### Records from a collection
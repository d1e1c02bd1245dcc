use crate::api::AppError;
use crate::persistence::model::{epoch_millis, PageKey, QueryResult};
use crate::persistence::repo::Table;
use crate::run::model::{Run, RunMetrics, RunStatus};
use aws_sdk_dynamodb::types::AttributeValue;
use aws_sdk_dynamodb::Client;
use std::collections::HashMap;
use std::sync::Arc;

/// GSI keyed by project_id; run ids are UUIDv7, so descending sort-key
/// order is newest-first.
const PROJECT_INDEX: &str = "project_id-index";

pub struct RunOperations {
    pub(crate) client: Arc<Client>,
}

struct RunTable();

impl Table<Run> for RunTable {
    fn table_name() -> String {
        "runs".to_string()
    }

    fn partition_key_name() -> String {
        "id".to_string()
    }

    fn key_from_entity(entity: &Run) -> HashMap<String, AttributeValue> {
        HashMap::from([(
            Self::partition_key_name(),
            AttributeValue::S(entity.id.clone()),
        )])
    }
}

impl RunOperations {
    pub async fn create(&self, run: Run) -> Result<Run, AppError> {
        RunTable::put_item(self.client.clone(), run).await
    }

    pub async fn get(&self, id: &str) -> Result<Option<Run>, AppError> {
        RunTable::get_item(self.client.clone(), id.to_string(), None).await
    }

    pub async fn list_for_project(
        &self,
        project_id: &str,
        limit: i32,
        next_page_key: Option<String>,
    ) -> Result<QueryResult<Run>, AppError> {
        let exclusive_start = match next_page_key {
            Some(key) => Some(PageKey::from_next_page_key(&key)?.to_attribute_values()),
            None => None,
        };
        let result = RunTable::query_builder(self.client.clone())
            .index_name(PROJECT_INDEX)
            .scan_index_forward(false)
            .limit(limit)
            .expression_attribute_names("#pk", "project_id")
            .expression_attribute_values(":pk", AttributeValue::S(project_id.to_string()))
            .key_condition_expression("#pk = :pk")
            .set_exclusive_start_key(exclusive_start)
            .send()
            .await;
        RunTable::from_query_result(result)
    }

    /// Applies a status transition with optimistic concurrency: the update
    /// is guarded on the status observed by the consistent read, so racing
    /// transitions on the same run cannot both commit. A failed condition
    /// means another transition won the race.
    pub async fn transition(
        &self,
        id: &str,
        next: RunStatus,
        metrics: RunMetrics,
    ) -> Result<Run, AppError> {
        let current = self
            .get(id)
            .await?
            .ok_or_else(|| AppError::NotFound(format!("run {} not found", id)))?;
        let updated = current.apply_transition(next, metrics, epoch_millis())?;
        self.commit(&current, updated).await
    }

    /// Handles an inbound runner report. Unlike `transition`, a repeated
    /// `running` status is accepted as a liveness heartbeat that merges
    /// counters and bumps `updated_at`; the commit is guarded the same way,
    /// so a heartbeat racing a terminal transition still loses.
    pub async fn record_report(
        &self,
        id: &str,
        status: RunStatus,
        metrics: RunMetrics,
    ) -> Result<Run, AppError> {
        let current = self
            .get(id)
            .await?
            .ok_or_else(|| AppError::NotFound(format!("run {} not found", id)))?;
        let updated = current.apply_report(status, metrics, epoch_millis())?;
        self.commit(&current, updated).await
    }

    async fn commit(&self, current: &Run, updated: Run) -> Result<Run, AppError> {
        let id = updated.id.clone();
        let mut update_expression =
            String::from("SET #s = :s, #ec = :ec, #cov = :cov, #ua = :ua");
        let mut builder = RunTable::update_builder(self.client.clone())
            .set_key(Some(RunTable::unique_key(id.to_string(), None)))
            .condition_expression("#s = :expected")
            .expression_attribute_names("#s", "status")
            .expression_attribute_names("#ec", "execution_count")
            .expression_attribute_names("#cov", "coverage")
            .expression_attribute_names("#ua", "updated_at")
            .expression_attribute_values(
                ":expected",
                AttributeValue::S(current.status.as_str().to_string()),
            )
            .expression_attribute_values(
                ":s",
                AttributeValue::S(updated.status.as_str().to_string()),
            )
            .expression_attribute_values(
                ":ec",
                AttributeValue::N(updated.execution_count.to_string()),
            )
            .expression_attribute_values(":cov", AttributeValue::N(updated.coverage.to_string()))
            .expression_attribute_values(":ua", AttributeValue::N(updated.updated_at.to_string()));
        if let Some(finished_at) = updated.finished_at {
            update_expression.push_str(", finished_at = :fa");
            builder = builder
                .expression_attribute_values(":fa", AttributeValue::N(finished_at.to_string()));
        }
        let result = builder.update_expression(update_expression).send().await;
        match result {
            Ok(_) => Ok(updated),
            Err(err) => {
                if err
                    .as_service_error()
                    .is_some_and(|e| e.is_conditional_check_failed_exception())
                {
                    Err(AppError::InvalidTransition(format!(
                        "run {} was transitioned concurrently",
                        id
                    )))
                } else {
                    Err(AppError::Internal(err.to_string()))
                }
            }
        }
    }

    /// All non-terminal runs whose last report predates the cutoff. Walks
    /// every scan page; the result feeds the reconciliation sweep.
    pub async fn list_stale(&self, cutoff_millis: u64) -> Result<Vec<Run>, AppError> {
        let mut stale: Vec<Run> = vec![];
        let mut exclusive_start: Option<HashMap<String, AttributeValue>> = None;
        loop {
            let result = RunTable::scan_builder(self.client.clone())
                .filter_expression("#s IN (:queued, :running) AND #ua < :cutoff")
                .expression_attribute_names("#s", "status")
                .expression_attribute_names("#ua", "updated_at")
                .expression_attribute_values(
                    ":queued",
                    AttributeValue::S(RunStatus::Queued.as_str().to_string()),
                )
                .expression_attribute_values(
                    ":running",
                    AttributeValue::S(RunStatus::Running.as_str().to_string()),
                )
                .expression_attribute_values(
                    ":cutoff",
                    AttributeValue::N(cutoff_millis.to_string()),
                )
                .set_exclusive_start_key(exclusive_start.take())
                .send()
                .await;
            match result {
                Ok(output) => {
                    stale.extend(RunTable::parse_items(output.items.unwrap_or_default())?);
                    match output.last_evaluated_key {
                        Some(last_key) => exclusive_start = Some(last_key),
                        None => break,
                    }
                }
                Err(err) => return Err(AppError::Internal(err.to_string())),
            }
        }
        Ok(stale)
    }
}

### Work to complete
Which lines of the records above hold the word "None"? Copy each of them.

### Output below
        RunTable::get_item(self.client.clone(), id.to_string(), None).await
            None => None,
            .set_key(Some(RunTable::unique_key(id.to_string(), None)))
        let mut exclusive_start: Option<HashMap<String, AttributeValue>> = None;
                        None => break,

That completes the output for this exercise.